Collected data entries:
//! Volume open and partition chain tests

mod common;

use std::sync::Arc;

use common::MbrImageBuilder;
use mbr::{
    BackingStore, MbrError, MemoryStore, PartitionDescriptor, StoreOwnership, Volume,
    VolumeOptions,
};

const SECTOR: usize = 512;

fn descriptors(volume: &Volume) -> Vec<PartitionDescriptor> {
    volume.partition_descriptors().copied().collect()
}

/// MBR with one primary and an extended partition holding two logical partitions
fn chained_image() -> MbrImageBuilder {
    MbrImageBuilder::new(64 * SECTOR)
        .disk_identity(0, 0x1234_5678)
        .entry(0, 0, 0x83, 1, 7)
        .entry(0, 1, 0x05, 8, 32)
        // First EBR at sector 8: a logical partition and the link to the next EBR
        .entry(8 * SECTOR, 0, 0x07, 1, 7)
        .entry(8 * SECTOR, 1, 0x05, 8, 16)
        // Second EBR at sector 16, relative to the first
        .entry(16 * SECTOR, 0, 0x0c, 2, 4)
}

#[test]
fn test_open_primary_partitions_only() {
    let store = MbrImageBuilder::new(16 * SECTOR)
        .entry(0, 0, 0x83, 1, 2)
        .entry(0, 2, 0x07, 3, 4)
        .entry(0, 3, 0x0c, 7, 1)
        .build_store();

    let mut volume = Volume::new();
    volume.open_store(store).expect("open should succeed");

    assert!(volume.is_open());
    assert_eq!(volume.number_of_partitions(), 3);
    assert_eq!(volume.bytes_per_sector(), 512);
    assert_eq!(volume.size(), 16 * 512);

    let types: Vec<u8> = volume.partition_descriptors().map(|p| p.partition_type).collect();
    assert_eq!(types, vec![0x83, 0x07, 0x0c]);
    assert!(volume.partition_descriptors().all(|p| p.table_offset == 0));
}

#[test]
fn test_open_one_mib_scenario() {
    let store = MbrImageBuilder::new(1_048_576)
        .entry(0, 0, 0x83, 2048, 2048)
        .build_store();

    let mut volume = Volume::new();
    volume.open_store(store).unwrap();

    assert_eq!(
        descriptors(&volume),
        vec![PartitionDescriptor {
            partition_type: 0x83,
            table_offset: 0,
            sector_number: 2048,
            sector_count: 2048,
        }]
    );

    let partition = volume.partition(0).unwrap();
    assert_eq!(partition.size(), 1_048_576);
    assert_eq!(partition.offset(), 0);
    assert_eq!(partition.volume_offset(), 1_048_576);

    // The partition lies past the end of the image
    let mut buf = [0u8; 16];
    assert_eq!(partition.read(&mut buf), Err(MbrError::ReadFailed));
}

#[test]
fn test_open_extended_chain() {
    let mut volume = Volume::new();
    volume.open_store(chained_image().build_store()).unwrap();

    assert_eq!(volume.disk_identity(), 0x1234_5678);
    assert_eq!(
        descriptors(&volume),
        vec![
            PartitionDescriptor {
                partition_type: 0x83,
                table_offset: 0,
                sector_number: 1,
                sector_count: 7,
            },
            PartitionDescriptor {
                partition_type: 0x07,
                table_offset: 8 * 512,
                sector_number: 1,
                sector_count: 7,
            },
            PartitionDescriptor {
                partition_type: 0x0c,
                table_offset: 16 * 512,
                sector_number: 2,
                sector_count: 4,
            },
        ]
    );
}

#[test]
fn test_empty_and_extended_entries_never_listed() {
    let mut volume = Volume::new();
    volume.open_store(chained_image().build_store()).unwrap();

    assert!(volume
        .partition_descriptors()
        .all(|p| !matches!(p.partition_type, 0x00 | 0x05 | 0x0f)));
}

#[test]
fn test_invalid_mbr_signature() {
    let store = MbrImageBuilder::new(4 * SECTOR).build_store();
    let mut volume = Volume::new();

    assert_eq!(volume.open_store(store.clone()), Err(MbrError::InvalidSignature));
    assert!(!volume.is_open());
    assert!(!store.is_open(), "store opened by the volume is closed on failure");
}

#[test]
fn test_image_smaller_than_boot_record() {
    let store: Arc<dyn BackingStore> = Arc::new(MemoryStore::new(vec![0u8; 100]));
    let mut volume = Volume::new();
    assert_eq!(volume.open_store(store), Err(MbrError::ReadFailed));
}

#[test]
fn test_two_extended_entries_unsupported() {
    let store = MbrImageBuilder::new(32 * SECTOR)
        .entry(0, 0, 0x83, 1, 1)
        .entry(0, 1, 0x05, 8, 8)
        .entry(0, 2, 0x0f, 16, 8)
        .boot_record(8 * SECTOR)
        .boot_record(16 * SECTOR)
        .build_store();

    let mut volume = Volume::new();
    assert_eq!(volume.open_store(store), Err(MbrError::UnsupportedLayout));

    // Nothing committed on failure
    assert!(!volume.is_open());
    assert_eq!(volume.number_of_partitions(), 0);
}

#[test]
fn test_extended_entry_pointing_at_mbr() {
    let store = MbrImageBuilder::new(8 * SECTOR)
        .entry(0, 0, 0x0f, 0, 8)
        .build_store();

    let mut volume = Volume::new();
    assert_eq!(volume.open_store(store), Err(MbrError::OutOfBounds));
}

#[test]
fn test_extended_entry_pointing_at_itself() {
    let store = MbrImageBuilder::new(16 * SECTOR)
        .entry(0, 0, 0x05, 4, 8)
        .entry(4 * SECTOR, 0, 0x83, 1, 1)
        .entry(4 * SECTOR, 1, 0x05, 0, 8)
        .build_store();

    let mut volume = Volume::new();
    assert_eq!(volume.open_store(store), Err(MbrError::OutOfBounds));
}

fn linear_chain(records: usize) -> Arc<dyn BackingStore> {
    // MBR links to sector 1, every EBR links to the sector after it
    let mut builder = MbrImageBuilder::new((records + 2) * SECTOR).entry(0, 0, 0x05, 1, 1);
    for index in 1..=records {
        builder = builder.entry(index * SECTOR, 0, 0x83, 0, 0);
        if index < records {
            builder = builder.entry(index * SECTOR, 1, 0x05, 1, 1);
        }
    }
    builder.build_store()
}

#[test]
fn test_chain_within_maximum_depth() {
    let options = VolumeOptions {
        maximum_recursion_depth: 3,
        ..VolumeOptions::default()
    };
    let mut volume = Volume::with_options(options);
    volume.open_store(linear_chain(3)).unwrap();
    assert_eq!(volume.number_of_partitions(), 3);
}

#[test]
fn test_chain_exceeding_maximum_depth() {
    let options = VolumeOptions {
        maximum_recursion_depth: 3,
        ..VolumeOptions::default()
    };
    let mut volume = Volume::with_options(options);
    assert_eq!(volume.open_store(linear_chain(4)), Err(MbrError::OutOfBounds));
}

/// EBRs every 4 sectors, each linking with LBA 4
fn back_link_image() -> MbrImageBuilder {
    let mut builder = MbrImageBuilder::new(64 * SECTOR).entry(0, 0, 0x05, 4, 60);
    for sector in (4..64).step_by(4) {
        builder = builder
            .entry(sector * SECTOR, 0, 0x83, 1, 1)
            .entry(sector * SECTOR, 1, 0x05, 4, 4);
    }
    builder
}

#[test]
fn test_back_link_stops_at_maximum_depth() {
    // Every EBR links with LBA 4, the absolute sector of the first EBR. Links
    // are relative to the table holding them, so EBR 8 -> 12 -> 16 and so on
    // instead of looping back to sector 4; the depth limit ends the walk.
    let options = VolumeOptions {
        maximum_recursion_depth: 8,
        ..VolumeOptions::default()
    };
    let mut volume = Volume::with_options(options);
    assert_eq!(
        volume.open_store(back_link_image().build_store()),
        Err(MbrError::OutOfBounds)
    );
    assert!(!volume.is_open());
    assert_eq!(volume.number_of_partitions(), 0);

    // The same chain is fully walked once the limit allows it to reach the end
    // of the image, where the link past the last EBR cannot be read
    let mut volume = Volume::new();
    assert_eq!(
        volume.open_store(back_link_image().build_store()),
        Err(MbrError::ReadFailed)
    );
}

#[test]
fn test_unreadable_ebr_is_fatal() {
    // No valid EBR at any sector size
    let store = MbrImageBuilder::new(64 * SECTOR)
        .entry(0, 0, 0x83, 1, 1)
        .entry(0, 1, 0x0f, 2, 8)
        .build_store();

    let mut volume = Volume::new();
    assert_eq!(volume.open_store(store), Err(MbrError::ReadFailed));
    assert_eq!(volume.bytes_per_sector(), 512);
}

fn four_kib_image() -> MbrImageBuilder {
    // Extended entry at LBA 2 is only valid at 4096 bytes per sector (offset 8192);
    // offsets 1024, 2048 and 4096 hold no boot record
    MbrImageBuilder::new(32 * 4096)
        .entry(0, 0, 0x83, 4, 1)
        .entry(0, 1, 0x0f, 2, 2)
        .entry(2 * 4096, 0, 0x07, 1, 1)
}

#[test]
fn test_sector_size_auto_detection() {
    let mut volume = Volume::new();
    assert_eq!(volume.bytes_per_sector(), 512);

    volume.open_store(four_kib_image().build_store()).unwrap();

    assert_eq!(volume.bytes_per_sector(), 4096);
    assert_eq!(volume.number_of_partitions(), 2);
    assert_eq!(volume.set_bytes_per_sector(512), Err(MbrError::AlreadySet));

    let logical = volume.partition(1).unwrap();
    assert_eq!(logical.volume_offset(), 2 * 4096 + 4096);
    assert_eq!(logical.size(), 4096);
}

#[test]
fn test_explicit_sector_size() {
    let mut volume = Volume::new();
    assert_eq!(volume.set_bytes_per_sector(1000), Err(MbrError::InvalidArgument));
    volume.set_bytes_per_sector(4096).unwrap();

    volume.open_store(four_kib_image().build_store()).unwrap();
    assert_eq!(volume.bytes_per_sector(), 4096);
    assert_eq!(volume.partition(0).unwrap().volume_offset(), 4 * 4096);
}

#[test]
fn test_primary_only_does_not_latch_sector_size() {
    let store = MbrImageBuilder::new(8 * SECTOR)
        .entry(0, 0, 0x83, 1, 1)
        .build_store();

    let mut volume = Volume::new();
    volume.open_store(store).unwrap();
    assert_eq!(volume.set_bytes_per_sector(2048), Err(MbrError::AlreadyOpen));

    volume.close().unwrap();
    assert_eq!(volume.set_bytes_per_sector(2048), Ok(()));
    assert_eq!(volume.bytes_per_sector(), 2048);
}

#[test]
fn test_sector_size_fixed_while_open() {
    let store = MbrImageBuilder::new(1_048_576)
        .entry(0, 0, 0x83, 2048, 2048)
        .build_store();

    let mut volume = Volume::new();
    volume.open_store(store).unwrap();

    assert_eq!(volume.set_bytes_per_sector(4096), Err(MbrError::AlreadyOpen));
    assert_eq!(volume.bytes_per_sector(), 512);

    let partition = volume.partition(0).unwrap();
    assert_eq!(partition.bytes_per_sector(), 512);
    assert_eq!(partition.volume_offset(), 1_048_576);
    assert_eq!(partition.size(), 1_048_576);
}

#[test]
fn test_reopen_yields_identical_partitions() {
    let store = chained_image().build_store();
    let mut volume = Volume::new();

    volume.open_store(store.clone()).unwrap();
    let first = descriptors(&volume);
    volume.close().unwrap();

    assert!(!volume.is_open());
    assert_eq!(volume.number_of_partitions(), 0);
    assert_eq!(volume.bytes_per_sector(), 512);

    volume.open_store(store).unwrap();
    assert_eq!(descriptors(&volume), first);
}

#[test]
fn test_open_twice_fails() {
    let mut volume = Volume::new();
    volume.open_store(chained_image().build_store()).unwrap();
    assert_eq!(
        volume.open_store(chained_image().build_store()),
        Err(MbrError::AlreadyOpen)
    );
    assert_eq!(volume.number_of_partitions(), 3);
}

#[test]
fn test_close_unopened_volume() {
    let mut volume = Volume::new();
    assert_eq!(volume.close(), Err(MbrError::NotOpen));
}

#[test]
fn test_store_ownership() {
    let store = chained_image().build_store();
    let mut volume = Volume::new();

    // Closed store: opened by the volume, closed again on close
    volume.open_store(store.clone()).unwrap();
    assert_eq!(volume.ownership(), Some(StoreOwnership::BorrowedByCaller));
    assert!(store.is_open());
    volume.close().unwrap();
    assert!(!store.is_open());
    assert_eq!(volume.ownership(), None);

    // Already open store: left open on close
    store.open().unwrap();
    volume.open_store(store.clone()).unwrap();
    volume.close().unwrap();
    assert!(store.is_open());
}

#[test]
fn test_partition_index_out_of_range() {
    let mut volume = Volume::new();
    assert_eq!(volume.partition(0).err(), Some(MbrError::NotOpen));

    volume.open_store(chained_image().build_store()).unwrap();
    assert!(volume.partition(2).is_ok());
    assert_eq!(volume.partition(3).err(), Some(MbrError::InvalidArgument));
}

#[test]
fn test_abort_before_open() {
    let store = chained_image().build_store();
    let mut volume = Volume::new();

    volume.signal_abort();
    assert_eq!(volume.open_store(store.clone()), Err(MbrError::Cancelled));
    assert!(!volume.is_open());

    volume.cancellation_token().reset();
    volume.open_store(store).unwrap();
    assert_eq!(volume.number_of_partitions(), 3);
}

#[test]
fn test_abort_interrupts_partition_reads() {
    let mut volume = Volume::new();
    volume.open_store(chained_image().build_store()).unwrap();
    let partition = volume.partition(0).unwrap();

    let token = volume.cancellation_token();
    std::thread::spawn(move || token.cancel()).join().unwrap();

    let mut buf = [0u8; 16];
    assert_eq!(partition.read(&mut buf), Err(MbrError::Cancelled));
}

* **DIRECTIONS FOR THIS TASK**
Beginning at the first line above, repeat exactly until the line containing "fn chained_image() ->", which is included.

* **EXERCISE SOLUTION**
//! Volume open and partition chain tests

mod common;

use std::sync::Arc;

use common::MbrImageBuilder;
use mbr::{
    BackingStore, MbrError, MemoryStore, PartitionDescriptor, StoreOwnership, Volume,
    VolumeOptions,
};

const SECTOR: usize = 512;

fn descriptors(volume: &Volume) -> Vec<PartitionDescriptor> {
    volume.partition_descriptors().copied().collect()
}

/// MBR with one primary and an extended partition holding two logical partitions
fn chained_image() -> MbrImageBuilder {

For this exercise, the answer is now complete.